Select from the data all lines with the word "current".
[STORED DATA — start]
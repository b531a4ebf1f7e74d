use proptest::prelude::*;
use rust_decimal::Decimal;
use std::collections::HashMap;
use threepl_api::entities::inbound_shipment::InboundShipmentStatus;
use threepl_api::events::outbox::backoff;
use threepl_api::services::fees::FeeSchedule;
use threepl_api::services::inbound_receipts::derive_status;
use threepl_api::services::inventory_adjuster::clamped_quantity;

fn schedule() -> FeeSchedule {
    FeeSchedule::new(
        HashMap::from([("amazon".to_string(), Decimal::new(15, 2))]),
        Decimal::ZERO,
    )
}

proptest! {
    #[test]
    fn deductions_never_go_negative_or_grow(current in 0i32..100_000, delta in 0i32..100_000) {
        let next = clamped_quantity(current, delta);
        prop_assert!(next >= 0);
        prop_assert!(next <= current);
        prop_assert_eq!(next, (current - delta).max(0));
    }

    #[test]
    fn referral_fees_are_cent_rounded_and_bounded(cents in 0i64..10_000_000) {
        let total = Decimal::new(cents, 2);
        let fee = schedule().referral_fee(total, Some("Amazon"));
        prop_assert!(fee.scale() <= 2);
        prop_assert!(fee <= total);
        prop_assert!(fee >= Decimal::ZERO);
        prop_assert_eq!(schedule().referral_fee(total, Some("etsy")), Decimal::ZERO);
    }

    #[test]
    fn backoff_is_monotonic_and_capped(attempt in 0i32..64) {
        let current = backoff(attempt);
        prop_assert!(current <= backoff(attempt + 1));
        prop_assert!(current.as_secs() <= 3600);
    }

    #[test]
    fn shipments_stay_pending_until_every_line_is_counted(
        lines in prop::collection::vec((1i32..50, prop::option::of(0i32..60)), 1..8)
    ) {
        let (status, total) = derive_status(&lines, InboundShipmentStatus::Pending);
        let counted: i32 = lines.iter().filter_map(|(_, c)| *c).sum();
        prop_assert_eq!(total, counted);

        if lines.iter().any(|(_, c)| c.is_none()) {
            prop_assert_eq!(status, InboundShipmentStatus::Pending);
        } else if lines.iter().all(|(expected, c)| Some(*expected) == *c) {
            prop_assert_eq!(status, InboundShipmentStatus::Received);
        } else {
            prop_assert_eq!(status, InboundShipmentStatus::ReceivedWithDiscrepancies);
        }
    }
}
[STORED DATA — finish]
▶ [SOLVED PROBLEM]
    fn deductions_never_go_negative_or_grow(current in 0i32..100_000, delta in 0i32..100_000) {
        let next = clamped_quantity(current, delta);
        prop_assert!(next <= current);
        prop_assert_eq!(next, (current - delta).max(0));
        let current = backoff(attempt);
        prop_assert!(current <= backoff(attempt + 1));
        prop_assert!(current.as_secs() <= 3600);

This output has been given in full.